Dataset entries

------------------------------------

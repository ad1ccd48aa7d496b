//! Payments
//! Mission: Create card payment intents with an external processor

pub mod api;
pub mod stripe;

use anyhow::Result;
use async_trait::async_trait;
use serde::{Deserialize, Serialize};
use uuid::Uuid;

pub use stripe::StripeClient;

/// A processor-side intent the browser confirms with its client secret
#[derive(Debug, Clone, Serialize, Deserialize, PartialEq)]
pub struct PaymentIntent {
    pub id: String,
    pub client_secret: String,
}

#[async_trait]
pub trait PaymentProcessor: Send + Sync {
    /// `amount_minor` is in the currency's smallest unit (cents for usd).
    async fn create_payment_intent(
        &self,
        amount_minor: i64,
        currency: &str,
        account_id: Uuid,
    ) -> Result<PaymentIntent>;
}
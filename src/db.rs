//! SQLite Connection & Schema
//! Mission: One shared connection for accounts and properties

use anyhow::{Context, Result};
use chrono::{SecondsFormat, Utc};
use rusqlite::Connection;
use std::sync::Arc;
use tokio::sync::{Mutex, MutexGuard};
use tracing::info;

const SCHEMA_SQL: &str = r#"
PRAGMA foreign_keys = ON;

CREATE TABLE IF NOT EXISTS accounts (
    id TEXT PRIMARY KEY,
    email TEXT UNIQUE NOT NULL,
    password_hash TEXT NOT NULL,
    first_name TEXT NOT NULL,
    last_name TEXT NOT NULL,
    role TEXT NOT NULL DEFAULT 'guest',
    phone_number TEXT,
    avatar TEXT,
    is_verified INTEGER NOT NULL DEFAULT 0,
    reset_token TEXT,
    reset_expires INTEGER,
    session_epoch INTEGER NOT NULL DEFAULT 0,
    created_at TEXT NOT NULL,
    updated_at TEXT NOT NULL
);

CREATE UNIQUE INDEX IF NOT EXISTS idx_accounts_reset_token
    ON accounts(reset_token) WHERE reset_token IS NOT NULL;

CREATE TABLE IF NOT EXISTS properties (
    id TEXT PRIMARY KEY,
    title TEXT NOT NULL,
    description TEXT NOT NULL,
    city TEXT NOT NULL,
    country TEXT NOT NULL,
    lat REAL NOT NULL,
    lng REAL NOT NULL,
    price REAL NOT NULL,
    images_json TEXT NOT NULL,
    amenities_json TEXT NOT NULL,
    host_id TEXT NOT NULL REFERENCES accounts(id),
    max_guests INTEGER NOT NULL,
    bedrooms INTEGER NOT NULL,
    bathrooms INTEGER NOT NULL,
    rating REAL NOT NULL DEFAULT 0,
    reviews_json TEXT NOT NULL DEFAULT '[]',
    created_at TEXT NOT NULL,
    updated_at TEXT NOT NULL
);

CREATE INDEX IF NOT EXISTS idx_properties_location ON properties(country, city);
CREATE INDEX IF NOT EXISTS idx_properties_price ON properties(price);
CREATE INDEX IF NOT EXISTS idx_properties_host ON properties(host_id);
CREATE INDEX IF NOT EXISTS idx_properties_created ON properties(created_at DESC);
"#;

/// Handle to the application database. Cheap to clone.
#[derive(Clone)]
pub struct Database {
    conn: Arc<Mutex<Connection>>,
}

impl Database {
    pub fn open(db_path: &str) -> Result<Self> {
        let conn = Connection::open(db_path)
            .with_context(|| format!("Failed to open database at {}", db_path))?;
        conn.pragma_update(None, "journal_mode", "WAL").ok();
        conn.pragma_update(None, "synchronous", "NORMAL").ok();
        let db = Self::init(conn)?;
        info!("Database initialized at: {}", db_path);
        Ok(db)
    }

    pub fn open_in_memory() -> Result<Self> {
        Self::init(Connection::open_in_memory()?)
    }

    fn init(conn: Connection) -> Result<Self> {
        conn.execute_batch(SCHEMA_SQL)
            .context("Failed to apply schema")?;
        Ok(Self {
            conn: Arc::new(Mutex::new(conn)),
        })
    }

    pub(crate) async fn conn(&self) -> MutexGuard<'_, Connection> {
        self.conn.lock().await
    }
}

/// Current time as a fixed-width RFC 3339 string, so text order is time order.
pub(crate) fn timestamp() -> String {
    Utc::now().to_rfc3339_opts(SecondsFormat::Micros, true)
}
//! Stripe REST Client
//!
//! Only the payment intent endpoint is used; confirmation happens client-side.

use crate::payment::{PaymentIntent, PaymentProcessor};
use anyhow::{Context, Result};
use async_trait::async_trait;
use reqwest::Client;
use serde::Deserialize;
use std::time::Duration;
use tracing::{debug, warn};
use uuid::Uuid;

pub const STRIPE_API_BASE: &str = "https://api.stripe.com";

#[derive(Clone)]
pub struct StripeClient {
    client: Client,
    base_url: String,
}

#[derive(Debug, Deserialize)]
struct StripeErrorBody {
    error: StripeErrorDetail,
}

#[derive(Debug, Deserialize)]
struct StripeErrorDetail {
    message: Option<String>,
    #[serde(rename = "type")]
    kind: Option<String>,
}

impl StripeClient {
    pub fn new(secret_key: &str) -> Result<Self> {
        Self::with_base_url(secret_key, STRIPE_API_BASE)
    }

    pub fn with_base_url(secret_key: &str, base_url: &str) -> Result<Self> {
        let client = Client::builder()
            .timeout(Duration::from_secs(30))
            .pool_idle_timeout(Duration::from_secs(90))
            .default_headers({
                let mut headers = reqwest::header::HeaderMap::new();
                headers.insert(
                    reqwest::header::AUTHORIZATION,
                    format!("Bearer {}", secret_key)
                        .parse()
                        .context("Invalid Stripe secret key")?,
                );
                headers
            })
            .build()
            .context("Failed to build StripeClient")?;

        Ok(Self {
            client,
            base_url: base_url.trim_end_matches('/').to_string(),
        })
    }

    #[inline]
    fn url(&self, path: &str) -> String {
        format!("{}{}", self.base_url, path)
    }
}

#[async_trait]
impl PaymentProcessor for StripeClient {
    async fn create_payment_intent(
        &self,
        amount_minor: i64,
        currency: &str,
        account_id: Uuid,
    ) -> Result<PaymentIntent> {
        let form = [
            ("amount", amount_minor.to_string()),
            ("currency", currency.to_string()),
            ("automatic_payment_methods[enabled]", "true".to_string()),
            ("metadata[userId]", account_id.to_string()),
        ];

        let resp = self
            .client
            .post(self.url("/v1/payment_intents"))
            .form(&form)
            .send()
            .await
            .context("POST /v1/payment_intents failed")?;

        let status = resp.status();
        if !status.is_success() {
            let text = resp.text().await.unwrap_or_default();
            let detail = serde_json::from_str::<StripeErrorBody>(&text)
                .ok()
                .and_then(|b| {
                    let kind = b.error.kind.unwrap_or_default();
                    b.error.message.map(|m| format!("{} ({})", m, kind))
                })
                .unwrap_or(text);
            warn!("Stripe rejected payment intent: {} {}", status, detail);
            return Err(anyhow::anyhow!(
                "POST /v1/payment_intents {}: {}",
                status,
                detail
            ));
        }

        let intent = resp
            .json::<PaymentIntent>()
            .await
            .context("Failed to parse payment intent")?;

        debug!(
            "Created payment intent {} for {} {} ({})",
            intent.id, amount_minor, currency, account_id
        );
        Ok(intent)
    }
}
//! HTTP Surface
//! Mission: Assemble the auth, property and payment routers behind one app

pub mod extract;

use crate::{
    auth::{self, AccountStore, AuthState, JwtHandler},
    config::{AppConfig, MAX_TOKEN_TTL_DAYS},
    db::Database,
    error::ApiError,
    middleware::{rate_limit::RateLimitConfig, request_logging, RateLimitLayer},
    payment::{
        api::{self as payment_api, PaymentState},
        PaymentProcessor,
    },
    properties::{api as properties_api, PropertyStore},
};
use axum::{
    http::{header, HeaderValue, Method},
    middleware,
    routing::get,
    Json, Router,
};
use serde_json::{json, Value};
use std::sync::Arc;
use tower_http::cors::{AllowOrigin, CorsLayer};
use tracing::warn;

pub const API_VERSION: &str = env!("CARGO_PKG_VERSION");

/// Everything the routers share. Immutable after startup.
#[derive(Clone)]
pub struct AppState {
    pub auth: AuthState,
    pub properties: PropertyStore,
    pub payments: PaymentState,
    pub rate_limiter: RateLimitLayer,
    pub cors_origins: Vec<String>,
}

impl AppState {
    pub fn new(
        config: &AppConfig,
        db: Database,
        processor: Option<Arc<dyn PaymentProcessor>>,
    ) -> Self {
        Self::with_accounts(config, AccountStore::new(db.clone()), db, processor)
    }

    /// Same as [`AppState::new`] with a caller-supplied account store
    /// (tests use a cheap bcrypt cost).
    pub fn with_accounts(
        config: &AppConfig,
        accounts: AccountStore,
        db: Database,
        processor: Option<Arc<dyn PaymentProcessor>>,
    ) -> Self {
        let jwt_handler = JwtHandler::with_ttl(
            config.jwt_secret(),
            chrono::Duration::days(config.token_ttl_days.clamp(1, MAX_TOKEN_TTL_DAYS)),
        );

        Self {
            auth: AuthState {
                accounts,
                jwt_handler: Arc::new(jwt_handler),
                expose_reset_token: config.expose_reset_token,
            },
            properties: PropertyStore::new(db),
            payments: PaymentState {
                processor,
                currency: config.payment_currency.clone(),
            },
            rate_limiter: RateLimitLayer::new(RateLimitConfig::per_minute(
                config.auth_rate_limit_per_min,
            )),
            cors_origins: config.cors_origins.clone(),
        }
    }
}

/// Build the full application router.
pub fn build_router(state: AppState) -> Router {
    let api = Router::new()
        .nest(
            "/api/auth",
            auth::api::router(state.auth.clone(), state.rate_limiter.clone()),
        )
        .nest(
            "/api/properties",
            properties_api::router(state.properties.clone(), state.auth.clone()),
        )
        .nest(
            "/api/payment",
            payment_api::router(state.payments.clone(), state.auth.clone()),
        );

    Router::new()
        .route("/", get(welcome))
        .route("/health", get(health_check))
        .merge(api)
        .fallback(|| async { ApiError::NotFound("Route") })
        .layer(middleware::from_fn(request_logging))
        .layer(cors_layer(&state.cors_origins))
}

fn cors_layer(origins: &[String]) -> CorsLayer {
    let origins: Vec<HeaderValue> = origins
        .iter()
        .filter_map(|o| match o.parse::<HeaderValue>() {
            Ok(v) if o != "*" => Some(v),
            _ => {
                warn!("Ignoring unusable CORS origin: {}", o);
                None
            }
        })
        .collect();

    CorsLayer::new()
        .allow_origin(AllowOrigin::list(origins))
        .allow_methods([
            Method::GET,
            Method::POST,
            Method::PUT,
            Method::DELETE,
            Method::OPTIONS,
        ])
        .allow_headers([header::CONTENT_TYPE, header::AUTHORIZATION])
        .allow_credentials(true)
}

async fn welcome() -> Json<Value> {
    Json(json!({
        "message": "Welcome to RoomBnB API",
        "status": "online",
        "version": API_VERSION,
    }))
}

async fn health_check() -> Json<Value> {
    Json(json!({
        "status": "ok",
        "version": API_VERSION,
    }))
}
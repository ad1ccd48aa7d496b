//! Request logging middleware.
//!
//! Logs every HTTP request with method, path, status code, and latency.

use axum::{body::Body, http::Request, middleware::Next, response::Response};
use std::time::Instant;
use tracing::{info, warn, Instrument};

/// Middleware that logs HTTP requests with timing information.
///
/// Logs at INFO level for successful requests, WARN level for 5xx.
/// Health checks are skipped to reduce noise.
pub async fn request_logging(request: Request<Body>, next: Next) -> Response {
    let method = request.method().clone();
    let path = request.uri().path().to_string();

    if path == "/health" {
        return next.run(request).await;
    }

    let span = tracing::info_span!("http_request", method = %method, path = %path);
    let start = Instant::now();

    let response = next.run(request).instrument(span).await;

    let latency = start.elapsed();
    let status = response.status().as_u16();

    if status >= 500 {
        warn!(
            method = %method,
            path = %path,
            status = status,
            latency_ms = latency.as_millis() as u64,
            "Request failed (5xx)"
        );
    } else {
        info!(
            method = %method,
            path = %path,
            status = status,
            latency_ms = latency.as_millis() as u64,
            "Request completed"
        );
    }

    response
}
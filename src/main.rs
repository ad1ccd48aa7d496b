//! RoomBnB API Server
//! Mission: Accounts, listings and payment intents for a vacation rental site

use anyhow::{Context, Result};
use dotenv::dotenv;
use roombnb_backend::{
    auth::AccountStore,
    build_router,
    payment::{PaymentProcessor, StripeClient},
    AppConfig, AppState, Database,
};
use std::{net::SocketAddr, path::Path, sync::Arc, time::Duration};
use tokio::{net::TcpListener, time::interval};
use tracing::{info, warn};
use tracing_subscriber::{layer::SubscriberExt, util::SubscriberInitExt};

#[tokio::main]
async fn main() -> Result<()> {
    load_env();
    init_tracing();

    let config = AppConfig::load()?;
    info!("🏠 RoomBnB API starting (v{})", env!("CARGO_PKG_VERSION"));

    if config.uses_dev_secret() {
        warn!("JWT_SECRET is not set; using the development signing secret");
    }
    if config.expose_reset_token {
        warn!("EXPOSE_RESET_TOKEN is on; reset tokens are returned to clients");
    }

    let db = Database::open(&config.db_path)?;
    info!("📊 Database initialized at: {}", config.db_path);

    if let (Some(email), Some(password)) = (&config.admin_email, &config.admin_password) {
        AccountStore::new(db.clone())
            .ensure_admin(email, password)
            .await
            .context("Failed to bootstrap admin account")?;
    }

    let processor: Option<Arc<dyn PaymentProcessor>> = match &config.stripe_secret_key {
        Some(key) => Some(Arc::new(StripeClient::with_base_url(
            key,
            &config.stripe_api_base,
        )?)),
        None => {
            warn!("STRIPE_SECRET_KEY is not set; payment intents will fail");
            None
        }
    };

    let state = AppState::new(&config, db, processor);

    let limiter = state.rate_limiter.clone();
    tokio::spawn(async move {
        let mut ticker = interval(Duration::from_secs(60));
        loop {
            ticker.tick().await;
            limiter.cleanup();
        }
    });

    let app = build_router(state);

    let listener = TcpListener::bind(&config.bind_addr)
        .await
        .with_context(|| format!("Failed to bind {}", config.bind_addr))?;
    info!("🎯 API server listening on {}", config.bind_addr);

    axum::serve(
        listener,
        app.into_make_service_with_connect_info::<SocketAddr>(),
    )
    .with_graceful_shutdown(shutdown_signal())
    .await
    .context("Server error")?;

    info!("Server stopped");
    Ok(())
}

async fn shutdown_signal() {
    if let Err(e) = tokio::signal::ctrl_c().await {
        warn!("Failed to listen for shutdown signal: {}", e);
        std::future::pending::<()>().await;
    }
}

fn init_tracing() {
    tracing_subscriber::registry()
        .with(
            tracing_subscriber::EnvFilter::try_from_default_env()
                .unwrap_or_else(|_| "roombnb_backend=debug,roombnb=debug,tower_http=debug".into()),
        )
        .with(tracing_subscriber::fmt::layer())
        .init();
}

fn load_env() {
    // Standard dotenv search (cwd + parents), then the crate's own .env
    let _ = dotenv();

    let manifest_env = Path::new(env!("CARGO_MANIFEST_DIR")).join(".env");
    if manifest_env.exists() {
        let _ = dotenv::from_path(&manifest_env);
    }
}
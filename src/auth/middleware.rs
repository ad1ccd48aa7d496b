//! Authentication & Authorization Gates
//! Mission: Resolve bearer tokens to live accounts, then check roles

use crate::{
    auth::{
        models::{AuthContext, Role},
        AuthState,
    },
    error::ApiError,
};
use axum::{
    extract::{Request, State},
    middleware::Next,
    response::Response,
};
use axum_extra::{
    headers::{authorization::Bearer, Authorization},
    TypedHeader,
};
use tracing::{debug, error};
use uuid::Uuid;

/// Resolve a bearer token to an authenticated identity.
///
/// Every failure is reported as [`ApiError::Unauthenticated`]; the specific
/// cause is only logged. The role comes from storage, not from the token, so
/// a role switch takes effect without re-issuing tokens.
pub async fn authenticate(state: &AuthState, token: Option<&str>) -> Result<AuthContext, ApiError> {
    let token = token.ok_or(ApiError::Unauthenticated)?;

    let claims = state.jwt_handler.verify(token).map_err(|e| {
        debug!("Token rejected: {:#}", e);
        ApiError::Unauthenticated
    })?;

    let account_id = Uuid::parse_str(&claims.sub).map_err(|_| ApiError::Unauthenticated)?;

    let account = state
        .accounts
        .find_by_id(account_id)
        .await
        .map_err(|e| {
            error!("Account lookup failed during authentication: {:#}", e);
            ApiError::Unauthenticated
        })?
        .ok_or(ApiError::Unauthenticated)?;

    if claims.ver != account.session_epoch {
        debug!("Token for account {} predates a password change", account.id);
        return Err(ApiError::Unauthenticated);
    }

    Ok(AuthContext {
        account_id: account.id,
        role: account.role,
    })
}

/// Auth middleware: attaches an [`AuthContext`] to the request or rejects with 401
pub async fn auth_middleware(
    State(state): State<AuthState>,
    bearer: Option<TypedHeader<Authorization<Bearer>>>,
    mut req: Request,
    next: Next,
) -> Result<Response, ApiError> {
    let token = bearer.as_ref().map(|TypedHeader(auth)| auth.token());
    let ctx = authenticate(&state, token).await?;

    req.extensions_mut().insert(ctx);

    Ok(next.run(req).await)
}

/// Role gate. Pure: checks the attached identity against the allowed roles.
pub fn authorize<'a>(
    ctx: Option<&'a AuthContext>,
    allowed: &[Role],
) -> Result<&'a AuthContext, ApiError> {
    let ctx = ctx.ok_or(ApiError::Unauthenticated)?;
    if !allowed.contains(&ctx.role) {
        return Err(ApiError::Forbidden);
    }
    Ok(ctx)
}

/// Host-or-admin gate, layered inside [`auth_middleware`] so it runs before
/// the handler reads the body.
pub async fn require_host(req: Request, next: Next) -> Result<Response, ApiError> {
    authorize(req.extensions().get::<AuthContext>(), &[Role::Host, Role::Admin])?;
    Ok(next.run(req).await)
}

/// Owner-or-admin check for mutating a resource owned by `owner_id`.
pub fn authorize_owner(ctx: &AuthContext, owner_id: Uuid) -> Result<(), ApiError> {
    if ctx.account_id == owner_id || ctx.role == Role::Admin {
        Ok(())
    } else {
        Err(ApiError::Forbidden)
    }
}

------------------------------------

* [Task details] Return, exactly as they stand, the lines from the start of the records above through the line with "first_name TEXT NOT", both ends included, and no other lines.

* [Answer section]
repository ad1ccd48aa7d496b
//! Payments
//! Mission: Create card payment intents with an external processor

pub mod api;
pub mod stripe;

use anyhow::Result;
use async_trait::async_trait;
use serde::{Deserialize, Serialize};
use uuid::Uuid;

pub use stripe::StripeClient;

/// A processor-side intent the browser confirms with its client secret
#[derive(Debug, Clone, Serialize, Deserialize, PartialEq)]
pub struct PaymentIntent {
    pub id: String,
    pub client_secret: String,
}

#[async_trait]
pub trait PaymentProcessor: Send + Sync {
    /// `amount_minor` is in the currency's smallest unit (cents for usd).
    async fn create_payment_intent(
        &self,
        amount_minor: i64,
        currency: &str,
        account_id: Uuid,
    ) -> Result<PaymentIntent>;
}
filename src/db.rs
//! SQLite Connection & Schema
//! Mission: One shared connection for accounts and properties

use anyhow::{Context, Result};
use chrono::{SecondsFormat, Utc};
use rusqlite::Connection;
use std::sync::Arc;
use tokio::sync::{Mutex, MutexGuard};
use tracing::info;

const SCHEMA_SQL: &str = r#"
PRAGMA foreign_keys = ON;

CREATE TABLE IF NOT EXISTS accounts (
    id TEXT PRIMARY KEY,
    email TEXT UNIQUE NOT NULL,
    password_hash TEXT NOT NULL,
    first_name TEXT NOT NULL,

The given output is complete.